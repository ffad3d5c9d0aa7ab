use serde::{Deserialize, Serialize};

/// 字段跳过原因
#[derive(Debug, Clone, PartialEq, Eq, Serialize, Deserialize)]
#[serde(tag = "reason", rename_all = "camelCase")]
pub enum SkipReason {
    /// 等待超时，页面上没有这个字段
    NotFound,
    /// 资料里没有对应的值
    NoValue,
    /// 写入时页面报错
    FillFailed { message: String },
}

/// 单个字段的填写结果
#[derive(Debug, Clone, PartialEq, Eq, Serialize, Deserialize)]
#[serde(rename_all = "camelCase")]
pub struct FieldOutcome {
    pub name: String,
    pub selector: String,
    #[serde(default, skip_serializing_if = "Option::is_none")]
    pub skipped: Option<SkipReason>,
}

impl FieldOutcome {
    pub fn is_filled(&self) -> bool {
        self.skipped.is_none()
    }
}

/// 填表报告，部分完成也是正常结果
#[derive(Debug, Clone, Default, PartialEq, Eq, Serialize, Deserialize)]
pub struct FillReport {
    pub fields: Vec<FieldOutcome>,
}

impl FillReport {
    pub fn record_filled(&mut self, name: &str, selector: &str) {
        self.fields.push(FieldOutcome {
            name: name.to_string(),
            selector: selector.to_string(),
            skipped: None,
        });
    }

    pub fn record_skipped(&mut self, name: &str, selector: &str, reason: SkipReason) {
        self.fields.push(FieldOutcome {
            name: name.to_string(),
            selector: selector.to_string(),
            skipped: Some(reason),
        });
    }

    pub fn filled(&self) -> impl Iterator<Item = &FieldOutcome> {
        self.fields.iter().filter(|f| f.is_filled())
    }

    pub fn skipped(&self) -> impl Iterator<Item = &FieldOutcome> {
        self.fields.iter().filter(|f| !f.is_filled())
    }

    pub fn filled_count(&self) -> usize {
        self.filled().count()
    }

    pub fn skipped_count(&self) -> usize {
        self.skipped().count()
    }

    /// 合并另一份报告（通用字段 + 平台字段）
    pub fn merge(&mut self, other: FillReport) {
        self.fields.extend(other.fields);
    }
}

^^^^^^^^^^^^^^^^

WHAT THE TASK ASKS ▸
Locate the string "usize" in the listing above and copy every line where it occurs.

YOUR SOLUTION ▸
    pub fn filled_count(&self) -> usize {
    pub fn skipped_count(&self) -> usize {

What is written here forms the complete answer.